Pagurus bernhardus (Linnaeus)

Nederlandse naam:
Gewone heremietkreeft

Beschrijving:
Bij de heremietkreeften is het achterlijf niet beschermd door een kalkpantser. Het is ook gekromd. De oplossing die de heremietkreeften voor dit kwetsbaarheidsprobleem hebben gevonden bestaat daarin, dat ze met hun achterlijf in het verlaten huis van een slak kruipen. Kleine soorten en jonge exemplaren van grotere soorten gebruiken bijvoorbeeld de huisjes van alikruiken, grotere dieren vestigen zich in lege schelpen van de wulk (Buccinum undatum ). Ze hebben wel zekere voorkeuren, maar ze gebruiken in principe wat voorhanden is. Ze zien het echter niet als een bezwaar de oorspronkelijke eigenaar uit huis te zetten en op te eten. Een heremietkreeft zonder slakkenschelp is ten dode opgeschreven. Vele rovers zullen zo'n lekker zacht hapje niet laten lopen. Zo kon het ook gebeuren, dat op plaatsen waar de wulk uitstierf of bijna uitstierf (bijvoorbeeld de Nederlandse wateren) de heremietkreeften ook vrijwel verdwenen.
De gewone heremietkreeft is de grootste en meest algemeen voorkomende heremietkreeft in onze streken. De lengte van het rugschild kan 3,5 cm bedragen, de totale lengte 10 cm. Slechts twee van de vier paar looppoten zijn goed ontwikkeld. De andere heeft de kreeft toch niet nodig, want die zitten in het slakkenhuis. Opvallend is de asymmetrie: de ene schaarpoot en schaar is veel groter dan de andere. Dat is bijna steeds de rechter. Beide schaarpoten en scharen zijn voorzien van enkele lengterichels met daarop een rij knobbeltjes. N.B.: deze soort heeft nu echt ogen op steeltjes!

Voedsel:
Kreeftachtigen, wormen, schelpdieren en aas.

Voortplanting:
Dit is een hachelijke zaak, als je zo kwetsbaar bent.
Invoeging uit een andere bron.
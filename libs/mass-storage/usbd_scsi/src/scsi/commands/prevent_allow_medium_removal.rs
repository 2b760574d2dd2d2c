use packing::Packed;
use crate::scsi::{
    packing::ParsePackedStruct,
    commands::Control,
};

#[derive(Clone, Copy, Eq, PartialEq, Debug, Packed)]
#[packed(big_endian, lsb0)]
pub struct PreventAllowMediumRemovalCommand {
    #[pkd(7, 0, 0, 0)]
    pub op_code: u8,
    
    #[pkd(1, 0, 4, 4)]
    pub prevent: u8,

    #[pkd(7, 0, 5, 5)]
    pub control: Control,
}
impl ParsePackedStruct for PreventAllowMediumRemovalCommand {}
Hoewel natuurlijk elke krab of kreeft wel gewend is aan terugkerende periodes van kwetsbaarheid direct na de vervelling. Maar goed, de heremietkreeft heeft een buitengewoon lang voorspel ontwikkeld, om er absoluut zeker van te zijn, dat hij/zij niet voor niets zijn achterlijf ontbloot. De eigenlijke paring is dan ook binnen en minuut voorbij. Hopelijk hadden ze veel plezier aan het voorspel. De rest van de ontwikkeling gaat via de normale kreeftachtigen-patronen.

Leefgebied:
Intergetijdengebied en daaronder tot ongeveer 140 m diepte; er zijn zelfs exemplaren op 500 m gevangen. Hij komt voor op rotsige bodems, schelpenbodems en zachte bodems zoals zand en slib, maar niet op echte blubber. Verder tussen de begroeiing, waaronder zeegrasvelden.

Verspreiding:
Van Midden-Noorwegen en IJsland tot Portugal en de Middellandse Zee. Ook langs de oostkust van de Verenigde Staten en Canada; hoewel een Amerikaans boek wel een hele serie Pagurus-soorten noemt, maar deze niet. Misschien toch weer ergens een dubbele naam?